De cadáveres estamos hablando. La interrupción planetaria del derecho –a circular, para empezar, pero también a trabajar, a comerciar, a peticionar y un largo etcétera– es, justamente, el fundamento mismo del orden. Uno a uno los países han ido abriendo sus estados de excepción, siempre con las formas que sus propios órdenes consagran para legalizar la interrupción de la ley. Tal paradoja funda la política y sus transitorios avatares, puntuados por la violencia que reordena y constituye al poder.

Los Angeles - Foto: Philip Cheung

Al fundarse en la suprema razón de la necesidad –como si todos estuviésemos de acuerdo en qué es lo necesario–, el estado de excepción en verdad fija esa necesidad como fundamento del orden por venir. La salud corporal definida como tal por la ciencia y, en particular, la medicina, el sanitarismo y la farmacología, no tendrá el mismo estatuto que tenía antes de esta pandemia.

Nunca se sale de un estado de excepción de la misma forma en que se entró. La planificación política cobra nuevo relieve frente a lo que fue un patente y previsible fracaso rotundo de los mecanismos de asignación de recursos del libre mercado. Si por el mercado fuera, estaríamos todos tosiendo.

El mercado no es un mero hecho económico: es una forma de gobierno. En su fantasía es el punto donde los iguales concurren, en lo concreto es una cadena de mando concentrada de los distintos aspectos de vida humana. El mercado decide cuánta plata tenés en el bolsillo, para empezar, pero también cuánto vale que puedas tomar agua y cuánto vale tu techo. Comer es Bayer Monsanto, informarse es Google, circular son diez jeques árabes, y así. Ante esas fuerzas, el modelo del Estado nacional regulador y controlador carece de sustancia: mira desde afuera donde no manda, desconoce lo que no gobierna.

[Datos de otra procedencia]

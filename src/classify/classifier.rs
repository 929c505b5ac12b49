//! Ranked threat classification of emitter names.

use super::config::ClassifierConfig;
use super::distance::{bounded_levenshtein, normalize_name};
use super::outcome::{Classification, ClassifiedEmitter, RiskTier};
use super::signatures::{Keyword, SignatureDatabase};
use crate::scan::{EmitterObservation, Environment};
use thiserror::Error;

const GENERIC_LABEL: &str = "Generic Device Name";

/// Errors raised while building a classifier.
#[derive(Debug, Error)]
pub enum ClassifierError {
    /// A built-in or configured pattern does not compile.
    #[error("invalid signature pattern: {0}")]
    InvalidPattern(#[from] regex::Error),
    /// No name length satisfies the fuzzy bounds.
    #[error("empty fuzzy length window: names must be longer than {min} and shorter than {max}")]
    EmptyFuzzyWindow {
        /// Exclusive lower bound.
        min: usize,
        /// Exclusive upper bound.
        max: usize,
    },
}

/// Matches emitter names against the signature database.
#[derive(Debug, Clone)]
pub struct ThreatClassifier {
    config: ClassifierConfig,
    database: SignatureDatabase,
}

impl ThreatClassifier {
    /// Creates a classifier, compiling built-in and configured signatures.
    pub fn new(config: ClassifierConfig) -> Result<Self, ClassifierError> {
        config.validate()?;
        let database = SignatureDatabase::from_config(&config)?;
        tracing::debug!(
            signatures = database.signature_count(),
            keywords = database.keywords().len(),
            smart_filter = config.smart_filter,
            "Threat classifier ready"
        );
        Ok(Self { config, database })
    }

    /// Settings the classifier was built with.
    pub fn config(&self) -> &ClassifierConfig {
        &self.config
    }

    /// Classifies a name.
    ///
    /// Returns `None` only when nothing matched and `smart_filter` is set.
    pub fn classify(
        &self,
        name: &str,
        smart_filter: bool,
        environment: Environment,
    ) -> Option<Classification> {
        if let Some(signature) = self.database.exact_match(name) {
            return Some(Classification::Exact {
                label: signature.label.clone(),
                tier: signature.tier,
            });
        }

        let normalized = normalize_name(name);

        if self.config.fuzzy_eligible(normalized.chars().count()) {
            if let Some((keyword, distance)) = self.closest_keyword(&normalized) {
                let tier = match distance {
                    0 => RiskTier::Critical,
                    1 => RiskTier::High,
                    _ => RiskTier::Med,
                };
                return Some(Classification::Fuzzy {
                    label: format!("Possible {} variant", keyword.label),
                    tier,
                    keyword: keyword.normalized.clone(),
                    distance,
                });
            }
        }

        if self.database.is_generic(&normalized) {
            let tier = if environment.is_strict() {
                RiskTier::High
            } else {
                RiskTier::Med
            };
            return Some(Classification::Heuristic {
                label: GENERIC_LABEL.to_string(),
                tier,
            });
        }

        if smart_filter {
            None
        } else {
            Some(Classification::Unverified)
        }
    }

    /// Classifies an observation using the configured smart-filter setting.
    pub fn classify_observation(
        &self,
        observation: &EmitterObservation,
        environment: Environment,
    ) -> Option<ClassifiedEmitter> {
        self.classify(&observation.name, self.config.smart_filter, environment)
            .map(|classification| ClassifiedEmitter::new(observation.clone(), classification))
    }

    /// Classifies a batch, dropping suppressed emitters and preserving order.
    pub fn classify_all<'a, I>(&self, observations: I, environment: Environment) -> Vec<ClassifiedEmitter>
    where
        I: IntoIterator<Item = &'a EmitterObservation>,
    {
        observations
            .into_iter()
            .filter_map(|o| self.classify_observation(o, environment))
            .collect()
    }

    /// Keyword with the smallest distance within its threshold. Ties go to
    /// the earlier keyword.
    fn closest_keyword(&self, normalized: &str) -> Option<(&Keyword, usize)> {
        let mut best: Option<(&Keyword, usize)> = None;

        for keyword in self.database.keywords() {
            let Some(distance) =
                bounded_levenshtein(normalized, &keyword.normalized, keyword.threshold())
            else {
                continue;
            };
            if best.map_or(true, |(_, d)| distance < d) {
                best = Some((keyword, distance));
                if distance == 0 {
                    break;
                }
            }
        }

        best
    }
}

#[cfg(test)]
mod tests {
    use super::*;
    use crate::classify::DetectionMethod;

    fn classifier() -> ThreatClassifier {
        ThreatClassifier::new(ClassifierConfig::default()).unwrap()
    }

    #[test]
    fn test_exact_match_hc06() {
        let outcome = classifier().classify("HC-06", true, Environment::Atm).unwrap();
        assert_eq!(outcome.method(), DetectionMethod::Exact);
        assert_eq!(outcome.tier(), RiskTier::High);
    }

    #[test]
    fn test_fuzzy_match_variant() {
        let outcome = classifier().classify("HC06x", true, Environment::Atm).unwrap();
        assert_eq!(outcome.method(), DetectionMethod::Fuzzy);
        assert_eq!(outcome.matched_keyword(), Some("hc06"));
        assert_eq!(outcome.tier(), RiskTier::High);
    }

    #[test]
    fn test_fuzzy_distance_zero_is_critical() {
        // Separator variant that misses the anchored exact pattern.
        let outcome = classifier().classify("HC_06", true, Environment::Atm).unwrap();
        assert_eq!(outcome.method(), DetectionMethod::Fuzzy);
        assert_eq!(outcome.tier(), RiskTier::Critical);
    }

    #[test]
    fn test_fuzzy_distance_two_is_med() {
        let outcome = classifier().classify("magstrpe1", true, Environment::Atm).unwrap();
        assert_eq!(outcome.matched_keyword(), Some("magstripe"));
        assert_eq!(outcome.tier(), RiskTier::Med);
    }

    #[test]
    fn test_benign_suppressed_with_smart_filter() {
        assert!(classifier()
            .classify("Sony Headphones", true, Environment::Atm)
            .is_none());
    }

    #[test]
    fn test_word_containing_skim_is_not_a_campaign_hit() {
        assert!(classifier()
            .classify("Eskimo Speaker", true, Environment::Atm)
            .is_none());
        let outcome = classifier()
            .classify("Eskimo Speaker", false, Environment::Atm)
            .unwrap();
        assert_eq!(outcome, Classification::Unverified);
    }

    #[test]
    fn test_benign_surfaced_without_smart_filter() {
        let outcome = classifier()
            .classify("Sony Headphones", false, Environment::Atm)
            .unwrap();
        assert_eq!(outcome, Classification::Unverified);
        assert_eq!(outcome.method(), DetectionMethod::Manual);
        assert_eq!(outcome.tier(), RiskTier::Low);
    }

    #[test]
    fn test_generic_name_depends_on_environment() {
        let c = classifier();
        let atm = c.classify("Unnamed", true, Environment::Atm).unwrap();
        let public = c.classify("Unnamed", true, Environment::PublicSpace).unwrap();

        assert_eq!(atm.method(), DetectionMethod::Heuristic);
        assert_eq!(atm.tier(), RiskTier::High);
        assert_eq!(public.tier(), RiskTier::Med);
    }

    #[test]
    fn test_empty_name_is_generic() {
        let outcome = classifier().classify("", true, Environment::FuelPump).unwrap();
        assert_eq!(outcome.method(), DetectionMethod::Heuristic);
    }

    #[test]
    fn test_short_names_skip_fuzzy() {
        // "hc5" is 3 chars, outside the fuzzy window, and not generic.
        assert!(classifier().classify("HC5", true, Environment::Atm).is_none());
    }

    #[test]
    fn test_classification_is_order_independent() {
        let c = classifier();
        let names = ["HC06x", "Sony Headphones", "HC-05", "mouse"];
        let forward: Vec<_> = names
            .iter()
            .map(|n| c.classify(n, true, Environment::Atm))
            .collect();
        let mut backward: Vec<_> = names
            .iter()
            .rev()
            .map(|n| c.classify(n, true, Environment::Atm))
            .collect();
        backward.reverse();
        assert_eq!(forward, backward);
    }

    #[test]
    fn test_classify_all_drops_suppressed() {
        let observations = vec![
            EmitterObservation::new("1", "HC-05", -45),
            EmitterObservation::new("2", "Galaxy Buds", -60),
        ];
        let classified = classifier().classify_all(&observations, Environment::Atm);
        assert_eq!(classified.len(), 1);
        assert_eq!(classified[0].observation.id, "1");
    }
}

Hong Kong - Foto: Lam Yik Fei

Como si fuera el reverso de la ONU, el gobierno mundial de perfecta inoperancia, el mercado global –sus pocos actores de peso– es el mando operante coordinado y real. Pero ante el coronavirus el mercado mostró su total ineficacia. Más exactamente, su abandono: deja tirado ahí, ante su mirada, lo que no lo alimenta. Y entrando como tromba a través del estado de excepción, la política volvió a otro viejo término olvidado del lenguaje del poder: la planificación. Cuánto, quienes, cuándo, a puro dedo de decreto. Planificación se demanda, planificación se ejecuta, planificación se evalúa y se penaliza, duramente, cuando falta y los jubilados se agolpan a las puertas de los bancos. La planificación salva, cuando el cierre de fronteras y la cuarentena se decretan a tiempo.

Ensayo general

La primera pieza informativa que expuso la dimensión del coronavirus fueron una serie de mapas satelitales de Wuhan donde se notaba la falta de la nube de contaminación, debido a la cuarentena. Luego vinieron las fotos de las aguas cristalinas en la fétida Venecia, los monos, zorros, felinos, carpinchos y otras bestias deambulando por las ciudades silenciosas y otras delicias naturistas.

El coronavirus va a pasar y volveremos a nuestro modo habitual de relacionarnos con la naturaleza. La crisis climática está a la vuelta de la esquina, el 2020 está siendo un laboratorio cuya intensidad permite extraer claves hacia lo que será un proceso muchísimo más profundo, extenso y destructor. Ensayo general para la farsa actual.